*Provided records*
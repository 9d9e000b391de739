use std::{collections::HashSet, sync::Arc};

use parking_lot::Mutex;
use smallvec::SmallVec;
use tracing::{trace, warn};

use crate::{
    buffer::{BufferHeader, BufferId},
    metrics::PortMetrics,
    port::{PortDefinition, PortIndex},
    queue::{PortQueue, RecvOutcome, SendOutcome},
};

/// Errors surfaced by a port pool.
///
/// # Example
/// ```rust
/// use stagehand_core::prelude::{PoolError, PortIndex};
///
/// let err = PoolError::UnknownPort(PortIndex::new(3));
/// assert_eq!(err.code(), "unknown_port");
/// ```
#[derive(Debug, Clone, PartialEq, Eq, thiserror::Error)]
pub enum PoolError {
    #[error("port {0} is not managed by this pool")]
    UnknownPort(PortIndex),
    #[error("buffer {id} belongs to port {owner}, not port {port}")]
    PortMismatch {
        id: BufferId,
        owner: PortIndex,
        port: PortIndex,
    },
    #[error("buffer {id} on port {port} was not claimed")]
    NotClaimed { id: BufferId, port: PortIndex },
    #[error("port {0} queue is full")]
    Full(PortIndex),
    #[error("invalid port definition: {0}")]
    InvalidDefinition(String),
}

impl PoolError {
    /// Stable string code for error classification.
    pub fn code(&self) -> &'static str {
        match self {
            PoolError::UnknownPort(_) => "unknown_port",
            PoolError::PortMismatch { .. } => "port_mismatch",
            PoolError::NotClaimed { .. } => "not_claimed",
            PoolError::Full(_) => "queue_full",
            PoolError::InvalidDefinition(_) => "invalid_definition",
        }
    }
}

/// Source of buffers for a stage.
///
/// `claim` never blocks: `None` means the port currently has nothing to hand
/// out, which is ordinary starvation or back-pressure rather than a fault.
/// Every header returned by `claim` must come back through exactly one
/// `release` on the same port. A rejected release still transfers ownership:
/// the pool keeps the header rather than handing it back.
pub trait PortBufferPool {
    /// Borrow the next available header on `port`.
    fn claim(&self, port: PortIndex) -> Option<BufferHeader>;

    /// Return a previously claimed header to `port`.
    fn release(&self, port: PortIndex, header: BufferHeader) -> Result<(), PoolError>;
}

impl<T: PortBufferPool + ?Sized> PortBufferPool for Arc<T> {
    fn claim(&self, port: PortIndex) -> Option<BufferHeader> {
        (**self).claim(port)
    }

    fn release(&self, port: PortIndex, header: BufferHeader) -> Result<(), PoolError> {
        (**self).release(port, header)
    }
}

impl<T: PortBufferPool + ?Sized> PortBufferPool for &T {
    fn claim(&self, port: PortIndex) -> Option<BufferHeader> {
        (**self).claim(port)
    }

    fn release(&self, port: PortIndex, header: BufferHeader) -> Result<(), PoolError> {
        (**self).release(port, header)
    }
}

/// Two-sided buffer pool for the ports of one stage.
///
/// The stage side claims and releases through [`PortBufferPool`]. The host
/// side (the pipeline neighbors) takes idle headers with
/// [`take_spare`](Self::take_spare), makes them claimable with
/// [`deliver`](Self::deliver) and picks up released ones with
/// [`collect`](Self::collect).
///
/// Every header is in exactly one place at a time: spare, ready, claimed or
/// released. Queues are sized to the port's buffer count so hand-offs never
/// overflow.
///
/// # Example
/// ```rust
/// use stagehand_core::prelude::*;
///
/// let format = PortFormat {
///     coding: FourCc::UNUSED,
///     color: FourCc::I420,
///     resolution: Resolution::new(16, 16).unwrap(),
///     framerate: 15,
///     bitrate: 0,
/// };
/// let input = PortDefinition {
///     index: PortIndex::INPUT,
///     direction: PortDirection::Input,
///     domain: PortDomain::Video,
///     buffer_count: 2,
///     buffer_size: 64,
///     format,
/// };
/// let pool = PortPool::new(&[input])?;
///
/// let mut hdr = pool.take_spare(PortIndex::INPUT).unwrap();
/// hdr.fill(b"raw");
/// pool.deliver(hdr)?;
///
/// let claimed = pool.claim(PortIndex::INPUT).unwrap();
/// pool.release(PortIndex::INPUT, claimed)?;
/// assert!(matches!(pool.collect(PortIndex::INPUT), RecvOutcome::Data(_)));
/// # Ok::<(), PoolError>(())
/// ```
#[derive(Clone)]
pub struct PortPool {
    inner: Arc<PoolInner>,
}

struct PoolInner {
    ports: SmallVec<[PortSlot; 2]>,
}

struct PortSlot {
    definition: PortDefinition,
    spare: Mutex<Vec<BufferHeader>>,
    ready: PortQueue<BufferHeader>,
    released: PortQueue<BufferHeader>,
    claimed: Mutex<HashSet<BufferId>>,
    metrics: PortMetrics,
}

impl PortPool {
    /// Allocate `buffer_count` headers of `buffer_size` bytes for each definition.
    ///
    /// Definitions must be listed in port-index order starting at zero.
    pub fn new(definitions: &[PortDefinition]) -> Result<Self, PoolError> {
        let mut ports = SmallVec::new();
        let mut next_id = 0u32;
        for (pos, def) in definitions.iter().enumerate() {
            def.validate().map_err(PoolError::InvalidDefinition)?;
            if def.index.get() as usize != pos {
                return Err(PoolError::InvalidDefinition(format!(
                    "port {} listed at position {pos}",
                    def.index
                )));
            }
            let spare: Vec<BufferHeader> = (0..def.buffer_count)
                .map(|_| {
                    let id = BufferId::new(next_id);
                    next_id += 1;
                    BufferHeader::new(id, def.index, def.buffer_size)
                })
                .collect();
            ports.push(PortSlot {
                definition: *def,
                spare: Mutex::new(spare),
                ready: PortQueue::new(def.buffer_count),
                released: PortQueue::new(def.buffer_count),
                claimed: Mutex::new(HashSet::with_capacity(def.buffer_count)),
                metrics: PortMetrics::default(),
            });
        }
        Ok(Self {
            inner: Arc::new(PoolInner { ports }),
        })
    }

    fn slot(&self, port: PortIndex) -> Result<&PortSlot, PoolError> {
        self.inner
            .ports
            .get(port.get() as usize)
            .ok_or(PoolError::UnknownPort(port))
    }

    /// Definition the port was built from.
    pub fn definition(&self, port: PortIndex) -> Result<&PortDefinition, PoolError> {
        self.slot(port).map(|s| &s.definition)
    }

    /// Counters for one port.
    pub fn metrics(&self, port: PortIndex) -> Result<PortMetrics, PoolError> {
        self.slot(port).map(|s| s.metrics.clone())
    }

    /// Take an idle header, reset and ready to be filled or offered.
    pub fn take_spare(&self, port: PortIndex) -> Option<BufferHeader> {
        let slot = self.slot(port).ok()?;
        let mut hdr = slot.spare.lock().pop()?;
        hdr.recycle();
        Some(hdr)
    }

    /// Put a header back into the idle set without making it claimable.
    pub fn recycle(&self, header: BufferHeader) -> Result<(), PoolError> {
        let slot = self.slot(header.port())?;
        slot.spare.lock().push(header);
        Ok(())
    }

    /// Make a header claimable by the stage on its own port.
    pub fn deliver(&self, header: BufferHeader) -> Result<(), PoolError> {
        let port = header.port();
        let slot = self.slot(port)?;
        match slot.ready.send(header) {
            SendOutcome::Ok => {
                slot.metrics.delivered();
                Ok(())
            }
            SendOutcome::Full(header) => {
                slot.spare.lock().push(header);
                Err(PoolError::Full(port))
            }
        }
    }

    /// Pick up the oldest header the stage released on `port`.
    pub fn collect(&self, port: PortIndex) -> RecvOutcome<BufferHeader> {
        match self.slot(port) {
            Ok(slot) => slot.released.recv(),
            Err(_) => RecvOutcome::Empty,
        }
    }

    /// Headers currently claimable on `port`.
    pub fn ready_len(&self, port: PortIndex) -> usize {
        self.slot(port).map(|s| s.ready.len()).unwrap_or(0)
    }

    /// Headers currently held by the stage on `port`.
    pub fn claimed_len(&self, port: PortIndex) -> usize {
        self.slot(port).map(|s| s.claimed.lock().len()).unwrap_or(0)
    }

    /// Headers currently idle on `port`.
    pub fn spare_len(&self, port: PortIndex) -> usize {
        self.slot(port).map(|s| s.spare.lock().len()).unwrap_or(0)
    }

    /// Return a rejected header to its owning port's idle set and drop any
    /// claim recorded for it there.
    fn park(&self, header: BufferHeader) {
        match self.slot(header.port()) {
            Ok(owner) => {
                owner.claimed.lock().remove(&header.id());
                owner.spare.lock().push(header);
            }
            Err(_) => {
                warn!(id = %header.id(), owner = %header.port(), "discarding header from a foreign port");
            }
        }
    }
}

impl PortBufferPool for PortPool {
    fn claim(&self, port: PortIndex) -> Option<BufferHeader> {
        let slot = self.slot(port).ok()?;
        match slot.ready.recv() {
            RecvOutcome::Data(hdr) => {
                slot.claimed.lock().insert(hdr.id());
                slot.metrics.claimed();
                trace!(%port, id = %hdr.id(), filled = hdr.filled_len, "claimed buffer");
                Some(hdr)
            }
            RecvOutcome::Empty => {
                slot.metrics.starved();
                None
            }
        }
    }

    fn release(&self, port: PortIndex, header: BufferHeader) -> Result<(), PoolError> {
        let slot = match self.slot(port) {
            Ok(slot) => slot,
            Err(err) => {
                warn!(%port, id = %header.id(), "release on unknown port");
                self.park(header);
                return Err(err);
            }
        };
        if header.port() != port {
            slot.metrics.rejected();
            warn!(%port, id = %header.id(), owner = %header.port(), "release on wrong port");
            let err = PoolError::PortMismatch {
                id: header.id(),
                owner: header.port(),
                port,
            };
            self.park(header);
            return Err(err);
        }
        if !slot.claimed.lock().remove(&header.id()) {
            slot.metrics.rejected();
            warn!(%port, id = %header.id(), "release without claim");
            let err = PoolError::NotClaimed {
                id: header.id(),
                port,
            };
            self.park(header);
            return Err(err);
        }
        trace!(
            %port,
            id = %header.id(),
            filled = header.filled_len,
            flags = ?header.flags,
            "released buffer"
        );
        match slot.released.send(header) {
            SendOutcome::Ok => {
                slot.metrics.released();
                Ok(())
            }
            SendOutcome::Full(header) => {
                slot.spare.lock().push(header);
                Err(PoolError::Full(port))
            }
        }
    }
}

#[cfg(test)]
mod tests {
    use super::*;
    use crate::{
        buffer::BufferFlags,
        format::{FourCc, Resolution},
        port::{PortDirection, PortDomain, PortFormat},
    };

    fn definition(index: PortIndex, direction: PortDirection, count: usize) -> PortDefinition {
        PortDefinition {
            index,
            direction,
            domain: PortDomain::Video,
            buffer_count: count,
            buffer_size: 16,
            format: PortFormat {
                coding: FourCc::UNUSED,
                color: FourCc::I420,
                resolution: Resolution::new(2, 2).unwrap(),
                framerate: 15,
                bitrate: 0,
            },
        }
    }

    fn pool() -> PortPool {
        PortPool::new(&[
            definition(PortIndex::INPUT, PortDirection::Input, 2),
            definition(PortIndex::OUTPUT, PortDirection::Output, 1),
        ])
        .expect("pool")
    }

    #[test]
    fn empty_port_claims_none_and_counts_starvation() {
        let pool = pool();
        assert!(pool.claim(PortIndex::INPUT).is_none());
        assert_eq!(pool.metrics(PortIndex::INPUT).unwrap().starvations(), 1);
    }

    #[test]
    fn claims_follow_delivery_order() {
        let pool = pool();
        let mut first = pool.take_spare(PortIndex::INPUT).unwrap();
        let mut second = pool.take_spare(PortIndex::INPUT).unwrap();
        first.fill(b"1");
        second.fill(b"2");
        let (a, b) = (first.id(), second.id());
        pool.deliver(first).unwrap();
        pool.deliver(second).unwrap();
        assert_eq!(pool.claim(PortIndex::INPUT).unwrap().id(), a);
        assert_eq!(pool.claim(PortIndex::INPUT).unwrap().id(), b);
    }

    #[test]
    fn release_requires_prior_claim() {
        let pool = pool();
        let hdr = pool.take_spare(PortIndex::INPUT).unwrap();
        let id = hdr.id();
        let err = pool.release(PortIndex::INPUT, hdr).unwrap_err();
        assert_eq!(err, PoolError::NotClaimed {
            id,
            port: PortIndex::INPUT
        });
        assert_eq!(pool.metrics(PortIndex::INPUT).unwrap().rejections(), 1);
        assert_eq!(pool.spare_len(PortIndex::INPUT), 2);
    }

    #[test]
    fn release_on_wrong_port_is_rejected() {
        let pool = pool();
        pool.deliver(pool.take_spare(PortIndex::INPUT).unwrap())
            .unwrap();
        let hdr = pool.claim(PortIndex::INPUT).unwrap();
        let id = hdr.id();
        let err = pool.release(PortIndex::OUTPUT, hdr).unwrap_err();
        assert_eq!(err.code(), "port_mismatch");

        // The header lands back in its own port's idle set, unclaimed.
        assert_eq!(pool.claimed_len(PortIndex::INPUT), 0);
        assert_eq!(pool.spare_len(PortIndex::INPUT), 2);
        assert_eq!(pool.spare_len(PortIndex::OUTPUT), 1);
        let idle: Vec<_> = std::iter::from_fn(|| pool.take_spare(PortIndex::INPUT))
            .map(|h| h.id())
            .collect();
        assert!(idle.contains(&id));
    }

    #[test]
    fn released_headers_reach_the_neighbor_with_flags() {
        let pool = pool();
        pool.deliver(pool.take_spare(PortIndex::OUTPUT).unwrap())
            .unwrap();
        let mut hdr = pool.claim(PortIndex::OUTPUT).unwrap();
        assert_eq!(pool.claimed_len(PortIndex::OUTPUT), 1);
        hdr.append(b"xyz");
        hdr.flags |= BufferFlags::EOS;
        pool.release(PortIndex::OUTPUT, hdr).unwrap();
        assert_eq!(pool.claimed_len(PortIndex::OUTPUT), 0);
        let out = pool.collect(PortIndex::OUTPUT).into_option().unwrap();
        assert_eq!(out.payload(), b"xyz");
        assert!(out.is_eos());
    }

    #[test]
    fn definitions_must_be_in_index_order() {
        let err = PortPool::new(&[definition(PortIndex::OUTPUT, PortDirection::Output, 1)])
            .err()
            .unwrap();
        assert_eq!(err.code(), "invalid_definition");
    }

    #[test]
    fn release_on_unknown_port_keeps_the_header() {
        let pool = pool();
        pool.deliver(pool.take_spare(PortIndex::OUTPUT).unwrap())
            .unwrap();
        let hdr = pool.claim(PortIndex::OUTPUT).unwrap();
        let err = pool.release(PortIndex::new(9), hdr).unwrap_err();
        assert_eq!(err, PoolError::UnknownPort(PortIndex::new(9)));
        assert_eq!(pool.claimed_len(PortIndex::OUTPUT), 0);
        assert_eq!(pool.spare_len(PortIndex::OUTPUT), 1);
    }

    #[test]
    fn unknown_port_is_starved_not_fatal() {
        let pool = pool();
        assert!(pool.claim(PortIndex::new(5)).is_none());
        assert!(pool.take_spare(PortIndex::new(5)).is_none());
    }
}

*Task*
Search the listing above for the lines with "nothing to hand" and "Borrow the next", then output those lines and all lines between them exactly.

*Task output*
/// `claim` never blocks: `None` means the port currently has nothing to hand
/// out, which is ordinary starvation or back-pressure rather than a fault.
/// Every header returned by `claim` must come back through exactly one
/// `release` on the same port. A rejected release still transfers ownership:
/// the pool keeps the header rather than handing it back.
pub trait PortBufferPool {
    /// Borrow the next available header on `port`.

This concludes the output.